The data section contains anything that you want to be automatically initialized for you by the system before it calls the entry point of your program. You're right, normally global variables end up here. Zero-initialized data is generally not included in the executable file, since there's no reason to - a couple of directives to the program loader are all that's needed to generate that space. Once your program starts running, the ZI and data regions are generally interchangeable. Wikipedia has a lot more information.
Variables don't really exist when assembly programming, at least not in the sense they do when you're writing C code. All you have is the decisions you've made about how to lay out your memory. Variables can be on the stack, somewhere in memory, or just live only in registers.
Registers are the internal data storage of the processor. You can, in general, only do operations on values in processor registers. You can load and store their contents to and from memory, which is the basic operation of how your computer works. Here's a quick example. This C code:
```
int a = 5;
int b = 6;
int *d = (int *)0x12345678; // assume 0x12345678 is a valid memory pointer
*d = a + b;
```
Might get translated to some (simplified) assembly along the lines of:
```
load  r1, 5
load  r2, 6
load  r4, 0x1234568
add   r3, r1, r2
store r4, r3
```
In this case, you can think of the registers as variables, but in general it's not necessary that any one variable always stay in the same register; depending on how complicated your routine is, it may not even be possible.

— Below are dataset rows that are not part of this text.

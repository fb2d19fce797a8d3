pub mod analytics;
pub mod church;
pub mod donation;
pub mod period;
pub mod view;
use std::fmt;
use serde::Serialize;
use thiserror::Error;

/// Domain-level errors
///
/// The pure ledger components never produce these. They only surface at the
/// edges: collaborator fetches, configuration and payload validation.
#[derive(Debug, Error, Clone, Serialize)]
pub enum DomainError {
    #[error("Validation error: {0}")]
    Validation(#[from] ValidationError),

    #[error("External error: {0}")]
    External(String),

    #[error("Internal error: {0}")]
    Internal(String),
}

/// Service-level errors (application specific)
#[derive(Debug, Error, Clone, Serialize)]
pub enum ServiceError {
    #[error("Domain error: {0}")]
    Domain(#[from] DomainError),

    #[error("Configuration error: {0}")]
    Configuration(String),
}

impl From<ValidationError> for ServiceError {
    fn from(err: ValidationError) -> Self {
        ServiceError::Domain(DomainError::Validation(err))
    }
}

/// Validation errors
#[derive(Debug, Error, Clone, Serialize)]
pub enum ValidationError {
    #[error("Field '{field}' is required")]
    Required {
        field: String,
    },

    #[error("Field '{field}' cannot exceed {max} characters")]
    MaxLength {
        field: String,
        max: usize,
    },

    #[error("Field '{field}' must be between {min} and {max}")]
    Range {
        field: String,
        min: String,
        max: String,
    },

    #[error("Field '{field}' contains invalid format: {reason}")]
    Format {
        field: String,
        reason: String,
    },
}

impl ValidationError {
    pub fn required(field: &str) -> Self {
        Self::Required {
            field: field.to_string(),
        }
    }

    pub fn max_length(field: &str, max: usize) -> Self {
        Self::MaxLength {
            field: field.to_string(),
            max,
        }
    }

    pub fn range<T: fmt::Display>(field: &str, min: T, max: T) -> Self {
        Self::Range {
            field: field.to_string(),
            min: min.to_string(),
            max: max.to_string(),
        }
    }

    pub fn format(field: &str, reason: &str) -> Self {
        Self::Format {
            field: field.to_string(),
            reason: reason.to_string(),
        }
    }
}
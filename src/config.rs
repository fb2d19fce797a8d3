use chrono::{FixedOffset, Offset, Utc};
use serde::{Deserialize, Serialize};
use std::env;

use crate::errors::{DomainResult, ServiceError, ServiceResult, ValidationError};
use crate::validation::{Validate, ValidationBuilder};

pub const ENV_UTC_OFFSET: &str = "LEDGER_UTC_OFFSET";
pub const ENV_ANONYMOUS_LABEL: &str = "LEDGER_ANONYMOUS_LABEL";
pub const ENV_CATEGORY_WILDCARD: &str = "LEDGER_CATEGORY_WILDCARD";

const MAX_OFFSET_SECONDS: i32 = 18 * 3600;

/// Settings shared by every ledger computation.
///
/// All period boundaries are computed in `utc_offset`; nothing reads the
/// device's local zone.
#[derive(Debug, Clone, PartialEq, Serialize, Deserialize)]
pub struct LedgerConfig {
    #[serde(with = "offset_format")]
    pub utc_offset: FixedOffset,
    /// Shown for donors whose name could not be resolved
    pub anonymous_label: String,
    /// Category filter value that matches everything
    pub category_wildcard: String,
}

impl Default for LedgerConfig {
    fn default() -> Self {
        Self {
            utc_offset: utc(),
            anonymous_label: "Anonymous".to_string(),
            category_wildcard: "All".to_string(),
        }
    }
}

fn utc() -> FixedOffset {
    Utc.fix()
}

impl LedgerConfig {
    /// Build a config from the process environment, loading `.env` first when present.
    pub fn from_env() -> ServiceResult<Self> {
        // A missing .env file is fine
        let _ = dotenv::dotenv();

        let mut config = Self::default();

        if let Ok(raw) = env::var(ENV_UTC_OFFSET) {
            config.utc_offset = parse_utc_offset(&raw).map_err(|e| {
                ServiceError::Configuration(format!("{}: {}", ENV_UTC_OFFSET, e))
            })?;
        }
        if let Ok(label) = env::var(ENV_ANONYMOUS_LABEL) {
            config.anonymous_label = label;
        }
        if let Ok(wildcard) = env::var(ENV_CATEGORY_WILDCARD) {
            config.category_wildcard = wildcard;
        }

        config
            .validate()
            .map_err(|e| ServiceError::Configuration(e.to_string()))?;

        log::debug!(
            "Ledger config loaded: offset={}, anonymous_label='{}', wildcard='{}'",
            config.utc_offset,
            config.anonymous_label,
            config.category_wildcard
        );

        Ok(config)
    }

    pub fn with_utc_offset(mut self, offset: FixedOffset) -> Self {
        self.utc_offset = offset;
        self
    }
}

impl Validate for LedgerConfig {
    fn validate(&self) -> DomainResult<()> {
        ValidationBuilder::new("anonymous_label", Some(self.anonymous_label.clone()))
            .required()
            .max_length(64)
            .validate()?;
        ValidationBuilder::new("category_wildcard", Some(self.category_wildcard.clone()))
            .required()
            .max_length(32)
            .validate()?;
        ValidationBuilder::new("utc_offset", Some(self.utc_offset.local_minus_utc()))
            .range(-MAX_OFFSET_SECONDS, MAX_OFFSET_SECONDS)
            .validate()
    }
}

/// Parse `UTC`, `Z`, `±HH:MM`, `±HHMM` or `±HH` into a fixed offset.
pub fn parse_utc_offset(raw: &str) -> Result<FixedOffset, ValidationError> {
    let trimmed = raw.trim();
    if trimmed.eq_ignore_ascii_case("utc") || trimmed.eq_ignore_ascii_case("z") {
        return Ok(utc());
    }

    let invalid = || ValidationError::format("utc_offset", "expected UTC, Z or ±HH:MM");

    let (sign, rest) = match trimmed.as_bytes().first() {
        Some(b'+') => (1, &trimmed[1..]),
        Some(b'-') => (-1, &trimmed[1..]),
        _ => return Err(invalid()),
    };

    let digits: String = rest.chars().filter(|c| *c != ':').collect();
    if !digits.chars().all(|c| c.is_ascii_digit()) {
        return Err(invalid());
    }
    let (hours, minutes) = match digits.len() {
        2 => (digits.parse::<i32>().map_err(|_| invalid())?, 0),
        4 => (
            digits[..2].parse::<i32>().map_err(|_| invalid())?,
            digits[2..].parse::<i32>().map_err(|_| invalid())?,
        ),
        _ => return Err(invalid()),
    };
    if minutes >= 60 {
        return Err(invalid());
    }

    let seconds = sign * (hours * 3600 + minutes * 60);
    if seconds.abs() > MAX_OFFSET_SECONDS {
        return Err(ValidationError::range("utc_offset", "-18:00", "+18:00"));
    }
    FixedOffset::east_opt(seconds).ok_or_else(invalid)
}

mod offset_format {
    use chrono::FixedOffset;
    use serde::{Deserialize, Deserializer, Serializer};

    pub fn serialize<S: Serializer>(offset: &FixedOffset, serializer: S) -> Result<S::Ok, S::Error> {
        serializer.serialize_str(&offset.to_string())
    }

    pub fn deserialize<'de, D: Deserializer<'de>>(deserializer: D) -> Result<FixedOffset, D::Error> {
        let raw = String::deserialize(deserializer)?;
        super::parse_utc_offset(&raw).map_err(serde::de::Error::custom)
    }
}

#[cfg(test)]
mod tests {
    use super::*;

    #[test]
    fn test_parse_utc_offset_forms() {
        assert_eq!(parse_utc_offset("UTC").unwrap().local_minus_utc(), 0);
        assert_eq!(parse_utc_offset("z").unwrap().local_minus_utc(), 0);
        assert_eq!(parse_utc_offset("+05:30").unwrap().local_minus_utc(), 19800);
        assert_eq!(parse_utc_offset("-0800").unwrap().local_minus_utc(), -28800);
        assert_eq!(parse_utc_offset("+02").unwrap().local_minus_utc(), 7200);
    }

    #[test]
    fn test_parse_utc_offset_rejects_garbage() {
        assert!(parse_utc_offset("local").is_err());
        assert!(parse_utc_offset("05:00").is_err());
        assert!(parse_utc_offset("+5:0").is_err());
        assert!(parse_utc_offset("+05:75").is_err());
        assert!(parse_utc_offset("+19:00").is_err());
    }

    #[test]
    fn test_default_config_is_valid() {
        let config = LedgerConfig::default();
        assert!(config.validate().is_ok());
        assert_eq!(config.utc_offset.local_minus_utc(), 0);
        assert_eq!(config.anonymous_label, "Anonymous");
        assert_eq!(config.category_wildcard, "All");
    }

    #[test]
    fn test_blank_label_is_invalid() {
        let config = LedgerConfig {
            anonymous_label: " ".to_string(),
            ..LedgerConfig::default()
        };
        assert!(config.validate().is_err());
    }

    #[test]
    fn test_config_serde_uses_offset_string() {
        let config = LedgerConfig::default().with_utc_offset(parse_utc_offset("-05:00").unwrap());
        let json = serde_json::to_string(&config).unwrap();
        assert!(json.contains("\"-05:00\""));
        let back: LedgerConfig = serde_json::from_str(&json).unwrap();
        assert_eq!(back, config);
    }
}
pub mod types;
pub mod normalizer;
pub mod repository;
pub mod service;

pub use types::{
    cents_to_decimal, DonationRecord, DonationStatus, DonorProfile, LedgerReport, NormalizedBatch, RawDonationRecord,
    RawScalar, SkipReason, SkippedRecord, UNCATEGORIZED_TITLE,
};
pub use normalizer::{normalize, normalize_all, parse_amount_cents, parse_timestamp};
pub use repository::{DonationRepository, DonorDirectory, InMemoryDonationRepository, InMemoryDonorDirectory};
pub use service::{LedgerService, LedgerServiceImpl};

You'll need to push some data onto the stack, pop other data off, and so on. A 'variable' is that logical piece of data, not where it lives in memory or registers, etc.
An array is just a contiguous block of memory - for a local array, you can just decrement the stack pointer appropriately. For a global array, you can declare that block in the data section.
There are a bunch of conventions about registers - check your platform's ABI or calling convention document for details about how to use them correctly. Your assembler documentation might have information as well. Check the ABI article on wikipedia.
Your assembly program can make the same system calls any C program could, so you can just call malloc() to get memory from the heap.

回复收藏 0 原文

半夏半凉 2024-08-29 22:20:19

我想补充一下。计算机上的程序通常分为三个部分，尽管还有其他部分。

代码段 - .code、.text ：http://en.wikipedia.org/wiki/Code_segment

在计算中，代码段也
称为文本段或简称为
文本，是一个短语，用于指代
内存或目标文件的一部分
包含可执行指令。
它有固定的大小，通常是
只读。如果文本部分不是
只读，然后特定
架构允许自我修改
代码。只读代码是可重入的，如果
它可以由多个执行
同时进行处理。作为回忆
区域，代码段驻留在
记忆的下部或最深处
底部，以防止堆和
堆栈会因覆盖而溢出。

数据段 - .data ：http://en.wikipedia.org/wiki/Data_segment

数据段是其中的一个部分
目标文件中的程序或
内存，其中包含全局
变量和静态变量
由程序员初始化。它
具有固定的大小，因为所有的
本节中的数据由
程序编写前的程序员
已加载。但是，它不是只读的，
因为变量的值可以
在运行时被改变。这是在
与Rodata（恒定，
只读数据）部分，以及
代码段（也称为文本
段）。

BSS：http://en.wikipedia.org/wiki/.bss

在计算机编程中，.bss 或 bss
（最初代表块
由符号开始）被许多人使用
编译器和链接器作为名称
数据段的一部分包含
静态变量和全局变量
只充满了
最初的零值数据（即
当执行开始时）。常常是
称为“bss 部分”或
“bss 段”。程序加载器
初始化分配的内存
加载时的 bss 部分
程序。

正如其他人所描述的，寄存器是 CPU 存储数据或内存地址的设施。操作是在寄存器上执行的，例如 add eax, ebx，并且根据汇编语言，这意味着不同的事情。在本例中，这将转换为将 ebx 的内容添加到 eax 并将其存储在 eax 中（NASM 语法）。 GNU AS (AT&T) 中的等效项是：movl $ebx, $eax。不同的汇编方言有不同的规则和运算符。由于这个原因，我不是 MASM 的粉丝——它与 NASM、YASM 和 GNU AS 都非常不同。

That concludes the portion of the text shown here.